START GIVEN INFORMATION

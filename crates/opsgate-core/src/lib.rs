// crates/opsgate-core/src/lib.rs
// ============================================================================
// Module: Ops Gate Core Library
// Description: Public API surface for the Ops Gate core data model.
// Purpose: Expose the shared types every other Ops Gate crate builds on.
// Dependencies: crate::{breaker, cache, classification, decision, error,
//               event, identifiers, preprocessed, queue, reasoning, review,
//               signal, time, token_usage}
// ============================================================================

//! ## Overview
//! Ops Gate core provides the data model for the signal-to-action
//! reasoning pipeline: signals, preprocessing, classification, decisions,
//! reasoning results, the response cache entry shape, review items, queued
//! actions, hub events, circuit breaker state, and token usage. It holds no
//! I/O, scheduling, or provider logic; those live in the crates that depend
//! on it.

// ============================================================================
// SECTION: Modules
// ============================================================================

pub mod breaker;
pub mod cache;
pub mod classification;
pub mod decision;
pub mod error;
pub mod event;
pub mod identifiers;
pub mod preprocessed;
pub mod queue;
pub mod reasoning;
pub mod review;
pub mod signal;
pub mod time;
pub mod token_usage;

// ============================================================================
// SECTION: Re-Exports
// ============================================================================

pub use breaker::BreakerPhase;
pub use breaker::CircuitBreakerState;
pub use cache::CacheEntry;
pub use cache::Feedback;
pub use cache::ResponseType;
pub use cache::HOT_ENTRY_HIT_THRESHOLD;
pub use classification::Category;
pub use classification::Classification;
pub use classification::Importance;
pub use classification::Urgency;
pub use decision::ActionKind;
pub use decision::ActionParams;
pub use decision::CreateTaskParams;
pub use decision::Decision;
pub use decision::DelegateParams;
pub use decision::EscalateParams;
pub use decision::ExtraAttributes;
pub use decision::FileDocumentParams;
pub use decision::SendNotificationParams;
pub use decision::UpdateSheetParams;
pub use decision::ValidationResult;
pub use decision::ValidationWarning;
pub use error::CoreError;
pub use event::sort_batch_by_priority;
pub use event::EventPriority;
pub use event::HubEvent;
pub use identifiers::ActionId;
pub use identifiers::CorrelationId;
pub use identifiers::DecisionId;
pub use identifiers::Fingerprint;
pub use identifiers::PublicationId;
pub use identifiers::ReviewId;
pub use identifiers::SignalId;
pub use preprocessed::CleaningStep;
pub use preprocessed::ExtractedData;
pub use preprocessed::MoneyAmount;
pub use preprocessed::NormalizedDate;
pub use preprocessed::PreprocessedSignal;
pub use preprocessed::SignalMetadata;
pub use queue::ActionStatus;
pub use queue::Priority;
pub use queue::QueuedAction;
pub use queue::MAX_ATTEMPTS;
pub use reasoning::ClassificationStage;
pub use reasoning::ReasoningMetadata;
pub use reasoning::ReasoningResult;
pub use reasoning::ReasoningStatus;
pub use reasoning::StageTimings;
pub use review::Modification;
pub use review::ReviewItem;
pub use review::ReviewReason;
pub use review::ReviewStatus;
pub use review::RiskLevel;
pub use signal::Attachment;
pub use signal::Signal;
pub use signal::SignalSource;
pub use time::Timestamp;
pub use token_usage::TokenUsage;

END GIVEN INFORMATION

Going through the data, tally the lines containing "time" and report only the result.

SOLUTION TO THE EXERCISE »
3